As mentioned before, "theHarvester" is a command line Linux tool that can perform various searches against common search engines, to identify email addresses and host names associated with a target domain name.

Again, as mentioned earlier, "Recon-NG" is a command line Linux tool, that can perform various searching using a multitude of online tools to identify potential employees of a company, identify potentially leaked passwords, generate potential target email address lists, and many other bits of useful information.

"Foca" is a windows binary that can search a given target website for any available documents (office docs, pdfs, etc) and then extracts the "metadata" from the documents to identify interesting information such as:

  • usernames
  • machine names
  • installed software
It should be noted that Foca is a commercial product, but does have a limited/free version available.

"Maltego" is sort of a "catch all" tool for OSINT.  Maltego can perform numerous "transforms" on entered and gathered data to identify associated data from numerous online sources.  For example, given a company name, it can identify potential email addresses.  From those email addresses, it can attempt to idenify the associate People (first name and last name) as well as any online accounts that have the associated email address.  And so on.  It should be noted that Maltego is a commercial product, but does have a limited/free version available.

By no means, is the lists above provided as all inclusive.  These are just some of the tools I find myself using on a regular basis.  new tools are being developed all of the time as well as improvements being made to the older tools.

In future blog posts, I may go into more detailed reviews of some of the mentioned tools, but for now, just know they exist and go, download them, and try them out.
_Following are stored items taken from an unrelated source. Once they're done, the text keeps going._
//! Wire types for the chat-completions endpoint.

use serde::{Deserialize, Serialize};

#[derive(Debug, Serialize)]
pub(crate) struct ChatRequest {
    pub model: String,
    pub messages: Vec<ChatMessage>,
    #[serde(skip_serializing_if = "Option::is_none")]
    pub temperature: Option<f64>,
    #[serde(skip_serializing_if = "Option::is_none")]
    pub max_tokens: Option<u32>,
    #[serde(skip_serializing_if = "Vec::is_empty")]
    pub stop: Vec<String>,
}

#[derive(Debug, Serialize, Deserialize)]
pub(crate) struct ChatMessage {
    pub role: String,
    pub content: String,
}

#[derive(Debug, Deserialize)]
pub(crate) struct ChatResponse {
    pub choices: Vec<ChatChoice>,
    #[serde(default)]
    pub usage: Option<ChatUsage>,
}

#[derive(Debug, Deserialize)]
pub(crate) struct ChatChoice {
    pub message: ChatMessage,
    #[serde(default)]
    pub finish_reason: Option<String>,
}

#[derive(Debug, Deserialize)]
pub(crate) struct ChatUsage {
    #[serde(default)]
    pub prompt_tokens: u64,
    #[serde(default)]
    pub completion_tokens: u64,
    #[serde(default)]
    pub total_tokens: u64,
}

#[derive(Debug, Deserialize)]
pub(crate) struct ErrorEnvelope {
    pub error: ErrorBody,
}

#[derive(Debug, Deserialize)]
pub(crate) struct ErrorBody {
    pub message: String,
    #[serde(default)]
    pub r#type: Option<String>,
}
As always, all comments/questions/criticisms are welcomed.

2015/03/27

Phishing 101: An Intro

If you search on the internet or attend pretty much any security conference, you will find a plethora of information on what "phishing" is and how to perform it.  As such, this post (and the following ones in the series) will just cover the high points and provide useful references on where you can find more in-depth information.

At its core, phishing is the sending of an email to a target with the intent of having the target perform some action which will lead to the attacker gaining some new piece of information or access.

The statement is a bit vague, and it is meant to be so.  That is because phishing can take many forms with many different desired outcomes.  The typical outcomes are:
  • harvesting credentials from a target, typically via a credential harvesting website
  • compromise of the target's web browser via a drive by browser attack or a malicious java payload
  • compromise of a target's system typically via a malicious attachment
For the purposes of this blog post and the following ones, we will be discussing phishing primarily from the perspective of a contractually/legally authorized phishing exercise/engagement.

For most phishing exercises/engagements, the following 4 steps will occur:
  1. Target identification via
    1. the customer providing the target list
    2. the attacker performing Open Source Intelligence Gathering (OSINT)
  2. One or more websites are designed and made active.
    1. Two possible site types are:
      1. credential harvesting
      2. browser exploit
  3. The attacker will craft and then send the phishing emails to the target email addresses.
    1. These emails could be nothing more than a simple template containing a url to one of the previously designed websites, or it could contain a malicious attachment.
  4. As the exercise/engagement progresses, the attacker will monitor the results and use them to ultimately create a report for the customer.
Each of these steps will be discussed in more detail in future blog posts.